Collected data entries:
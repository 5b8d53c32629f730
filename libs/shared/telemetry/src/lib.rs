// [libs/shared/telemetry/src/lib.rs]
/*!
 * =================================================================
 * APARATO: CANOPY OBSERVER (V4.2 - GOLD MASTER)
 * CLASIFICACIÓN: SHARED UTILITY (ESTRATO L4)
 * RESPONSABILIDAD: GESTIÓN DE TELEMETRÍA, TRAZADO Y CAPTURA DE PÁNICOS
 *
 * VISION HIPER-HOLÍSTICA:
 * 1. DUAL MODE: Logs compactos para el operador en desarrollo, tramas
 *    JSON planas para la ingesta estructurada en producción.
 * 2. PHOENIX SHIELD: Hook de pánico global con volcado de coordenadas
 *    de archivo y payload, activo también en los hilos del despachador.
 * 3. NOISE GATE: Silencia los estratos de infraestructura (hyper,
 *    reqwest) priorizando el rastro del dominio de simulación.
 * =================================================================
 */

use std::panic;
use tracing::{error, info};
use tracing_subscriber::layer::SubscriberExt;
use tracing_subscriber::util::SubscriberInitExt;
use tracing_subscriber::{fmt as formatting_layer, EnvFilter};

/// Inicializa el sistema de trazas del núcleo de ejecución distribuida.
///
/// # Comportamiento:
/// - Desarrollo: Logs compactos sin target, optimizados para el operador.
/// - Producción: Estructura JSON plana para agregadores de logs.
///
/// # Panics:
/// Si otro suscriptor global ya ha sido inicializado en el runtime.
pub fn init_tracing(service_nominal_identifier: &str) {
    // 1. FILTRO DINÁMICO: dominio en primer plano, infraestructura en warn.
    let environmental_filter = EnvFilter::try_from_default_env().unwrap_or_else(|_| {
        format!(
            "{}={level},hyper=warn,reqwest=warn,tower=warn",
            service_nominal_identifier.replace('-', "_"),
            level = if cfg!(debug_assertions) { "debug" } else { "info" }
        )
        .into()
    });

    let is_production_strata = !cfg!(debug_assertions);

    // 2. ARQUITECTURA DE SUSCRIPCIÓN (Dual Mode)
    if is_production_strata {
        tracing_subscriber::registry()
            .with(environmental_filter)
            .with(formatting_layer::layer().json().flatten_event(true))
            .init();
    } else {
        tracing_subscriber::registry()
            .with(environmental_filter)
            .with(formatting_layer::layer().compact().with_target(false))
            .init();
    }

    // 3. PHOENIX SHIELD (Global Panic Hook)
    // Captura colapsos en tareas del despachador antes de la defunción del proceso.
    let service_id_snapshot = service_nominal_identifier.to_string();

    panic::set_hook(Box::new(move |panic_metadata| {
        let panic_location = panic_metadata
            .location()
            .map(|location| format!("{}:{}:{}", location.file(), location.line(), location.column()))
            .unwrap_or_else(|| "UNKNOWN_COORDINATES".to_string());

        let panic_payload_message = panic_metadata
            .payload()
            .downcast_ref::<&str>()
            .copied()
            .or_else(|| {
                panic_metadata
                    .payload()
                    .downcast_ref::<String>()
                    .map(|owned_message| owned_message.as_str())
            })
            .unwrap_or("UNDEFINED_PANIC_PAYLOAD");

        error!(
            target: "panic_monitor",
            service = %service_id_snapshot,
            location = %panic_location,
            "🔥 [CRITICAL_PANIC]: Thread terminated abruptly. Analysis: {}",
            panic_payload_message
        );
    }));

    info!(
        "👁️  [CANOPY_ONLINE]: Observability levelized for [{}]. Phoenix Shield ACTIVE.",
        service_nominal_identifier
    );
}
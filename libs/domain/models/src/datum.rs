// [libs/domain/models/src/datum.rs]
/*!
 * =================================================================
 * APARATO: OUTPUT DATUM MODEL (V4.1 - PRODUCTION MASTER)
 * CLASIFICACIÓN: DOMAIN MODELS (ESTRATO L2)
 * RESPONSABILIDAD: REGISTRO ATÓMICO DE SALIDA DEL MOTOR DE SIMULACIÓN
 *
 * # Invariante de clasificación:
 * Un valor es numérico si y solo si coincide con el clasificador
 * decimal con signo (signo opcional, dígitos, fracción opcional).
 * Todo lo demás es texto. El render de un número reproduce un valor
 * que el clasificador vuelve a aceptar.
 * =================================================================
 */

use once_cell::sync::Lazy;
use regex::Regex;
use serde::Serialize;

/// Clasificador decimal con signo: `-3`, `+2.5`, `0.125`, `42`.
static NUMERIC_VALUE_CLASSIFIER: Lazy<Regex> =
    Lazy::new(|| Regex::new(r"^[+-]?[0-9]+(\.[0-9]+)?$").expect("static classifier pattern"));

/// Destino canónico de un registro de salida del motor.
#[derive(Debug, Clone, Copy, PartialEq, Eq, Hash, Serialize)]
pub enum DatumTarget {
    /// Agregados a nivel de simulación completa.
    Simulation,
    /// Celdas de la rejilla espacial.
    Patches,
    /// Agentes ligados a una celda.
    Entities,
}

impl DatumTarget {
    /// Etiqueta en minúsculas tal como viaja por el protocolo de línea.
    pub fn as_label(&self) -> &'static str {
        match self {
            DatumTarget::Simulation => "simulation",
            DatumTarget::Patches => "patches",
            DatumTarget::Entities => "entities",
        }
    }

    /// Resolución de etiqueta; destinos desconocidos no tienen bucket.
    pub fn from_label(label: &str) -> Option<Self> {
        match label {
            "simulation" => Some(DatumTarget::Simulation),
            "patches" => Some(DatumTarget::Patches),
            "entities" => Some(DatumTarget::Entities),
            _ => None,
        }
    }
}

/// Valor de atributo tal como lo emitió el motor remoto.
#[derive(Debug, Clone, PartialEq, Serialize)]
pub enum AttributeValue {
    Number(f64),
    Text(String),
}

impl AttributeValue {
    /// Clasifica un valor crudo de la línea de protocolo.
    pub fn classify(raw_value: &str) -> Self {
        if NUMERIC_VALUE_CLASSIFIER.is_match(raw_value) {
            match raw_value.parse::<f64>() {
                Ok(parsed_number) => AttributeValue::Number(parsed_number),
                Err(_) => AttributeValue::Text(raw_value.to_string()),
            }
        } else {
            AttributeValue::Text(raw_value.to_string())
        }
    }

    /// Render inverso para la retransmisión por el protocolo de línea.
    pub fn render(&self) -> String {
        match self {
            AttributeValue::Number(numeric_value) => format!("{}", numeric_value),
            AttributeValue::Text(text_value) => text_value.clone(),
        }
    }

    pub fn as_number(&self) -> Option<f64> {
        match self {
            AttributeValue::Number(numeric_value) => Some(*numeric_value),
            AttributeValue::Text(_) => None,
        }
    }
}

/// Mapa ordenado de atributos: preserva el orden de observación,
/// requisito para la proyección hacia los sumideros de exportación.
#[derive(Debug, Clone, Default, PartialEq, Serialize)]
pub struct AttributeRow {
    entries: Vec<(String, AttributeValue)>,
}

impl AttributeRow {
    pub fn new() -> Self {
        Self { entries: Vec::new() }
    }

    /// Inserta preservando orden; una clave repetida actualiza en sitio.
    pub fn insert(&mut self, attribute_name: String, attribute_value: AttributeValue) {
        if let Some(existing_slot) = self
            .entries
            .iter_mut()
            .find(|(existing_name, _)| *existing_name == attribute_name)
        {
            existing_slot.1 = attribute_value;
        } else {
            self.entries.push((attribute_name, attribute_value));
        }
    }

    pub fn get(&self, attribute_name: &str) -> Option<&AttributeValue> {
        self.entries
            .iter()
            .find(|(existing_name, _)| existing_name == attribute_name)
            .map(|(_, attribute_value)| attribute_value)
    }

    pub fn iter(&self) -> impl Iterator<Item = (&str, &AttributeValue)> {
        self.entries
            .iter()
            .map(|(attribute_name, attribute_value)| (attribute_name.as_str(), attribute_value))
    }

    pub fn names(&self) -> impl Iterator<Item = &str> {
        self.entries.iter().map(|(attribute_name, _)| attribute_name.as_str())
    }

    pub fn len(&self) -> usize {
        self.entries.len()
    }

    pub fn is_empty(&self) -> bool {
        self.entries.is_empty()
    }
}

impl FromIterator<(String, AttributeValue)> for AttributeRow {
    fn from_iter<I: IntoIterator<Item = (String, AttributeValue)>>(source: I) -> Self {
        let mut assembled_row = AttributeRow::new();
        for (attribute_name, attribute_value) in source {
            assembled_row.insert(attribute_name, attribute_value);
        }
        assembled_row
    }
}

/// Registro atómico emitido por el motor, dirigido a un destino nominal.
///
/// El destino viaja como etiqueta cruda: destinos desconocidos deben
/// atravesar el códec intactos y descartarse silenciosamente recién
/// en el constructor de resultados.
#[derive(Debug, Clone, PartialEq, Serialize)]
pub struct OutputDatum {
    pub target_label: String,
    pub attributes: AttributeRow,
}

impl OutputDatum {
    pub fn new(target_label: impl Into<String>, attributes: AttributeRow) -> Self {
        Self {
            target_label: target_label.into(),
            attributes,
        }
    }

    pub fn target(&self) -> Option<DatumTarget> {
        DatumTarget::from_label(&self.target_label)
    }
}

--- Problem to solve ---
For each line in the records that holds "DatumTarget", show that line as it stands.

--- Reply to the task ---
pub enum DatumTarget {
impl DatumTarget {
            DatumTarget::Simulation => "simulation",
            DatumTarget::Patches => "patches",
            DatumTarget::Entities => "entities",
            "simulation" => Some(DatumTarget::Simulation),
            "patches" => Some(DatumTarget::Patches),
            "entities" => Some(DatumTarget::Entities),
    pub fn target(&self) -> Option<DatumTarget> {
        DatumTarget::from_label(&self.target_label)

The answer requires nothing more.